Vejo, perplexo, escrito pelos jornais - incluindo aqui no Diário de Notícias - vários artigos de opinião a criticar as autoridades. A crítica mais recorrente tem a ver com a tolerância de ponto...
A estrada mais próxima da minha casa é caminho de peregrinos a Fátima. É impressionante o desfile de milhares, mesmo muitos milhares de pessoas, a pé, a cumprir o para mim incompreensível sacrifício de não sei que promessa. Serão todas estúpidas? Serão todas ignorantes? Serão gente que o Estado deve desprezar?
No fim-de-semana assisti a um casamento. Provavelmente os noivos e a maioria das 250 pessoas que ali estavam só entram numa igreja em momentos deste tipo. Ir aos domingos à missa não faz parte da vida urbana desta gente. Estariam todas aquelas pessoas a fingir a sua religiosidade? Estariam todas a mentir só por conveniência social? Deve o Estado impedir, na prática, que esta população possa, se quiser, ir ver o Papa?

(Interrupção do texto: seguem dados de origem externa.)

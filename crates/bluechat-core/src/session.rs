//! Role and session state machine values.

use crate::SessionError;
use serde::{Deserialize, Serialize};
use std::fmt;

// ============================================================================
// Role
// ============================================================================

/// Which side of the asymmetric handshake this device plays.
///
/// Set once per connection attempt and immutable until teardown.
#[derive(Debug, Clone, Copy, PartialEq, Eq, Hash, Default, Serialize, Deserialize)]
#[serde(rename_all = "snake_case")]
pub enum Role {
    /// No role chosen yet (or reset after teardown).
    #[default]
    Unselected,

    /// Discoverable; listens and accepts one incoming connection.
    Host,

    /// Scans for peers and connects to the one the user picks.
    Join,
}

impl Role {
    /// Returns the display label for this role.
    #[must_use]
    pub fn label(&self) -> &'static str {
        match self {
            Self::Unselected => "unselected",
            Self::Host => "host",
            Self::Join => "join",
        }
    }
}

impl fmt::Display for Role {
    fn fmt(&self, f: &mut fmt::Formatter<'_>) -> fmt::Result {
        write!(f, "{}", self.label())
    }
}

// ============================================================================
// Session State
// ============================================================================

/// Lifecycle state of a session manager.
///
/// ```text
/// Idle ─┬─ Host ─▶ Advertising ──accept──┐
///       └─ Join ─▶ Scanning ─select─▶ Connecting ──connect──┤
///                                                          ▼
///                                    Connected ─eof─▶ Closed
///            any ─close()─▶ Closed       └─error─▶ Failed(reason)
/// ```
///
/// Exactly one transport endpoint exists while `Connected`; none otherwise.
#[derive(Debug, Clone, PartialEq, Eq, Default, Serialize, Deserialize)]
#[serde(tag = "state", content = "reason", rename_all = "snake_case")]
pub enum SessionState {
    /// Nothing selected yet.
    #[default]
    Idle,

    /// Host side: discoverable and waiting for a peer to connect.
    Advertising,

    /// Join side: discovering peers, waiting for the user to pick one.
    Scanning,

    /// Join side: connect attempt to the selected peer in flight.
    Connecting,

    /// Duplex channel established; reading and writing.
    Connected,

    /// Torn down cleanly (local close or remote end-of-stream).
    Closed,

    /// The attempt or the established channel failed.
    Failed(SessionError),
}

impl SessionState {
    /// Returns the display label for this state.
    #[must_use]
    pub fn label(&self) -> &'static str {
        match self {
            Self::Idle => "idle",
            Self::Advertising => "advertising",
            Self::Scanning => "scanning",
            Self::Connecting => "connecting",
            Self::Connected => "connected",
            Self::Closed => "closed",
            Self::Failed(_) => "failed",
        }
    }

    /// Returns true if a role may be selected from this state.
    ///
    /// `Closed` is a rest state: after teardown the caller restarts with a
    /// fresh role selection.
    #[must_use]
    pub fn accepts_role_selection(&self) -> bool {
        matches!(self, Self::Idle | Self::Closed)
    }

    /// Returns true if the session reached an end state for this attempt.
    #[must_use]
    pub fn is_terminal(&self) -> bool {
        matches!(self, Self::Closed | Self::Failed(_))
    }

    /// Returns true if the session is connected.
    #[must_use]
    pub fn is_connected(&self) -> bool {
        matches!(self, Self::Connected)
    }

    /// Returns the failure reason, if any.
    pub fn failure(&self) -> Option<&SessionError> {
        match self {
            Self::Failed(reason) => Some(reason),
            _ => None,
        }
    }
}

impl fmt::Display for SessionState {
    fn fmt(&self, f: &mut fmt::Formatter<'_>) -> fmt::Result {
        match self {
            Self::Failed(reason) => write!(f, "failed ({reason})"),
            other => write!(f, "{}", other.label()),
        }
    }
}

#[cfg(test)]
mod tests {
    use super::*;

    #[test]
    fn test_role_default_and_labels() {
        assert_eq!(Role::default(), Role::Unselected);
        assert_eq!(Role::Host.to_string(), "host");
        assert_eq!(Role::Join.label(), "join");
    }

    #[test]
    fn test_state_predicates() {
        assert!(SessionState::Idle.accepts_role_selection());
        assert!(SessionState::Closed.accepts_role_selection());
        assert!(!SessionState::Scanning.accepts_role_selection());
        assert!(!SessionState::Failed(SessionError::NotConnected).accepts_role_selection());

        assert!(SessionState::Closed.is_terminal());
        assert!(SessionState::Failed(SessionError::RadioUnavailable).is_terminal());
        assert!(!SessionState::Connected.is_terminal());
    }

    #[test]
    fn test_state_display() {
        assert_eq!(SessionState::Connected.to_string(), "connected");
        assert_eq!(
            SessionState::Failed(SessionError::ConnectFailed("timed out".into())).to_string(),
            "failed (connect failed: timed out)"
        );
    }

    #[test]
    fn test_failure_accessor() {
        let state = SessionState::Failed(SessionError::PermissionDenied);
        assert_eq!(state.failure(), Some(&SessionError::PermissionDenied));
        assert_eq!(SessionState::Idle.failure(), None);
    }

    #[test]
    fn test_state_serde() {
        let json = serde_json::to_string(&SessionState::Scanning).unwrap();
        assert_eq!(json, r#"{"state":"scanning"}"#);

        let failed = SessionState::Failed(SessionError::AcceptFailed("closed".into()));
        let json = serde_json::to_string(&failed).unwrap();
        let back: SessionState = serde_json::from_str(&json).unwrap();
        assert_eq!(back, failed);
    }
}
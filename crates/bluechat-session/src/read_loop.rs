//! Read loop - turns each successful read into one inbound message.
//!
//! There is no framing: a chunk is a message. The loop stops on
//! end-of-stream, on a read error, or when its token is cancelled, and it
//! reports the first two back to the session actor.

use std::sync::Arc;

use tokio::sync::mpsc;
use tokio::task::JoinHandle;
use tokio_util::sync::CancellationToken;
use tracing::{debug, warn};

use bluechat_core::ChatMessage;

use crate::endpoint::TransportEndpoint;
use crate::session::commands::{report, ReadEnd, SessionCommand};

/// Spawns the read loop for one endpoint.
///
/// # Arguments
///
/// * `endpoint` - The connected endpoint
/// * `chunk_size` - Maximum bytes per read
/// * `attempt` - Generation the completions are tagged with
/// * `commands` - The session actor's queue
/// * `cancel` - Stops the loop without reporting
pub(crate) fn spawn_read_loop(
    endpoint: Arc<TransportEndpoint>,
    chunk_size: usize,
    attempt: u64,
    commands: mpsc::WeakSender<SessionCommand>,
    cancel: CancellationToken,
) -> JoinHandle<()> {
    tokio::spawn(async move {
        let mut buf = vec![0u8; chunk_size.max(1)];

        loop {
            let read = tokio::select! {
                biased;
                _ = cancel.cancelled() => {
                    debug!(attempt, "Read loop cancelled");
                    return;
                }
                read = endpoint.read(&mut buf) => read,
            };

            let command = match read {
                Ok(0) => {
                    debug!(attempt, "Read loop reached end of stream");
                    SessionCommand::ReadLoopEnded {
                        attempt,
                        end: ReadEnd::Eof,
                    }
                }
                Ok(n) => {
                    debug!(attempt, bytes = n, "Chunk received");
                    SessionCommand::Inbound {
                        attempt,
                        message: ChatMessage::received(&buf[..n]),
                    }
                }
                Err(e) => {
                    warn!(attempt, error = %e, "Read failed");
                    SessionCommand::ReadLoopEnded {
                        attempt,
                        end: ReadEnd::Error(e.to_string()),
                    }
                }
            };

            let finished = matches!(command, SessionCommand::ReadLoopEnded { .. });
            tokio::select! {
                biased;
                _ = cancel.cancelled() => return,
                _ = report(&commands, command) => {}
            }
            if finished || commands.upgrade().is_none() {
                return;
            }
        }
    })
}
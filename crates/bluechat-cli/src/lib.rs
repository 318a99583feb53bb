//! bluechat client - library modules
//!
//! This library provides the pieces of the line-based chat client:
//!
//! 1. **Chat loop** (`chat`): drives a session from input lines and prints
//!    session events
//! 2. **Render model** (`app`): folds events into what the user sees
//! 3. **Input** (`input`): parses `/commands` and chat text
//! 4. **Config** (`config`): the client config file
//!
//! The loop respects a `CancellationToken` for Ctrl+C shutdown.

pub mod app;
pub mod chat;
pub mod config;
pub mod error;
pub mod input;

// Re-export commonly used types
pub use app::ChatView;
pub use chat::{list_peers, run_chat, ChatOptions};
pub use config::ClientConfig;
pub use error::{CliError, Result};
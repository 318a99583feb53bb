//! Transport endpoint - the connected channel owned by one session.

use std::io;
use std::sync::atomic::{AtomicBool, Ordering};

use tracing::debug;

use bluechat_core::PeerIdentity;
use bluechat_radio::Channel;

/// Exclusive owner of a connected duplex channel.
///
/// The read loop and the writer share it behind an `Arc`; only the session
/// actor closes it. The first `close()` closes the channel, later calls do
/// nothing.
pub struct TransportEndpoint {
    channel: Box<dyn Channel>,
    closed: AtomicBool,
}

impl TransportEndpoint {
    pub fn new(channel: Box<dyn Channel>) -> Self {
        Self {
            channel,
            closed: AtomicBool::new(false),
        }
    }

    /// The remote peer.
    pub fn peer(&self) -> &PeerIdentity {
        self.channel.peer()
    }

    /// Reads up to `buf.len()` bytes; `Ok(0)` is end-of-stream.
    pub async fn read(&self, buf: &mut [u8]) -> io::Result<usize> {
        if self.is_closed() {
            return Err(closed_error());
        }
        self.channel.read(buf).await
    }

    /// Writes the whole payload.
    pub async fn write(&self, payload: &[u8]) -> io::Result<()> {
        if self.is_closed() {
            return Err(closed_error());
        }
        self.channel.write(payload).await
    }

    /// Closes the channel once.
    pub async fn close(&self) -> io::Result<()> {
        if self.closed.swap(true, Ordering::SeqCst) {
            return Ok(());
        }
        debug!(peer = %self.peer(), "Closing transport endpoint");
        self.channel.close().await
    }

    pub fn is_closed(&self) -> bool {
        self.closed.load(Ordering::SeqCst)
    }
}

fn closed_error() -> io::Error {
    io::Error::new(io::ErrorKind::NotConnected, "endpoint closed")
}

#[cfg(test)]
mod tests {
    use super::*;
    use bluechat_core::ServiceRecord;
    use bluechat_radio::sim::SimAir;
    use bluechat_radio::Radio;

    #[tokio::test]
    async fn test_close_reaches_channel_once() {
        let air = SimAir::new();
        let host = air.radio(PeerIdentity::unnamed("AA"));
        let join = air.radio(PeerIdentity::unnamed("BB"));
        let service = ServiceRecord::default();

        let _listener = host.listen(&service).await.unwrap();
        let channel = join.connect(host.identity(), &service).await.unwrap();
        let endpoint = TransportEndpoint::new(channel);

        endpoint.close().await.unwrap();
        endpoint.close().await.unwrap();
        endpoint.close().await.unwrap();

        assert!(endpoint.is_closed());
        assert_eq!(join.close_calls(), 1);
        assert_eq!(join.open_channels(), 0);
        assert!(endpoint.write(b"late").await.is_err());
    }
}
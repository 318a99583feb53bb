//! Session actor commands.
//!
//! Two kinds of message share the actor's queue:
//! - requests from a [`SessionHandle`], each carrying a oneshot for the reply
//! - completions from background activities (accept/connect, read loop,
//!   writer), each tagged with the attempt generation that spawned them
//!
//! [`SessionHandle`]: super::SessionHandle

use tokio::sync::{mpsc, oneshot};
use tracing::debug;

use bluechat_core::{ChatMessage, PeerIdentity, Role, SessionResult, SessionState};
use bluechat_radio::Channel;

/// Why a read loop stopped on its own.
#[derive(Debug, Clone, PartialEq, Eq)]
pub(crate) enum ReadEnd {
    /// The remote side closed the stream.
    Eof,
    /// A read failed.
    Error(String),
}

// ============================================================================
// Session Commands
// ============================================================================

pub(crate) enum SessionCommand {
    /// Choose host or join and start the matching discovery step.
    SelectRole {
        role: Role,
        respond_to: oneshot::Sender<SessionResult<()>>,
    },

    /// Connect to a peer found while scanning.
    SelectPeer {
        peer: PeerIdentity,
        respond_to: oneshot::Sender<SessionResult<()>>,
    },

    /// Queue a payload for the remote side.
    Send {
        payload: Vec<u8>,
        respond_to: oneshot::Sender<SessionResult<ChatMessage>>,
    },

    /// Tear everything down.
    Close { respond_to: oneshot::Sender<()> },

    GetState {
        respond_to: oneshot::Sender<SessionState>,
    },

    GetRole {
        respond_to: oneshot::Sender<Role>,
    },

    // ------------------------------------------------------------------------
    // Background completions
    // ------------------------------------------------------------------------
    /// The accept or connect attempt finished.
    Established {
        attempt: u64,
        result: SessionResult<Box<dyn Channel>>,
    },

    /// One chunk arrived.
    Inbound { attempt: u64, message: ChatMessage },

    /// The read loop stopped without being cancelled.
    ReadLoopEnded { attempt: u64, end: ReadEnd },

    /// The writer failed to deliver a payload.
    WriteFailed { attempt: u64, error: String },
}

impl SessionCommand {
    /// Short name for logging.
    pub(crate) fn name(&self) -> &'static str {
        match self {
            Self::SelectRole { .. } => "select_role",
            Self::SelectPeer { .. } => "select_peer",
            Self::Send { .. } => "send",
            Self::Close { .. } => "close",
            Self::GetState { .. } => "get_state",
            Self::GetRole { .. } => "get_role",
            Self::Established { .. } => "established",
            Self::Inbound { .. } => "inbound",
            Self::ReadLoopEnded { .. } => "read_loop_ended",
            Self::WriteFailed { .. } => "write_failed",
        }
    }

    /// Closes any channel carried by a command that will never be handled.
    pub(crate) async fn release(self) {
        if let Self::Established {
            result: Ok(channel),
            ..
        } = self
        {
            let _ = channel.close().await;
        }
    }
}

/// Delivers a background completion to the actor.
///
/// Background activities only hold a weak sender so they never keep a
/// dropped session alive. If the actor is gone the command is released.
pub(crate) async fn report(commands: &mpsc::WeakSender<SessionCommand>, command: SessionCommand) {
    let Some(sender) = commands.upgrade() else {
        debug!(command = command.name(), "Session actor gone, dropping completion");
        command.release().await;
        return;
    };

    if let Err(mpsc::error::SendError(command)) = sender.send(command).await {
        debug!(command = command.name(), "Session actor gone, dropping completion");
        command.release().await;
    }
}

Nas férias costumo passar uns dias numa vila do interior, numa altura coincidente com as festas locais. Para além das febras, do vinho tinto, da música mal tocada, dos namoricos e da maledicência, o que há de mais notável nessas festas é uma procissão. Não há uma única família que não tenha pelo menos um representante nesse desfile religioso. Será uma multidão alucinada? Será uma turba manipulada? Deverá o Estado ignorar que esta mobilização existe?
Não posso aceitar que um Estado democrático aceite ficar ao serviço de uma religião e a favoreça nos impostos, no protocolo ou em qualquer outra benesse que não resulte da compensação directa da actividade social dessa instituição, que beneficia assim o próprio Estado. Mas também não consigo compreender que um Estado se comporte como se os sentimentos dos seus cidadãos, por muito contraditórios que sejam, não existissem.
Achar ser dever do Estado não dar tolerância de ponto nestes dias de visita do Papa é... um sinal de intolerância. É a intolerância contra, por acaso, a maioria dos portugueses, católicos, ou mais ou menos católicos, que pensa e sente o mundo de forma diferente de nós, os portugueses ateus ou mais ou menos ateus. E toda a intolerância é intolerável. Toleremos. Este é o ponto.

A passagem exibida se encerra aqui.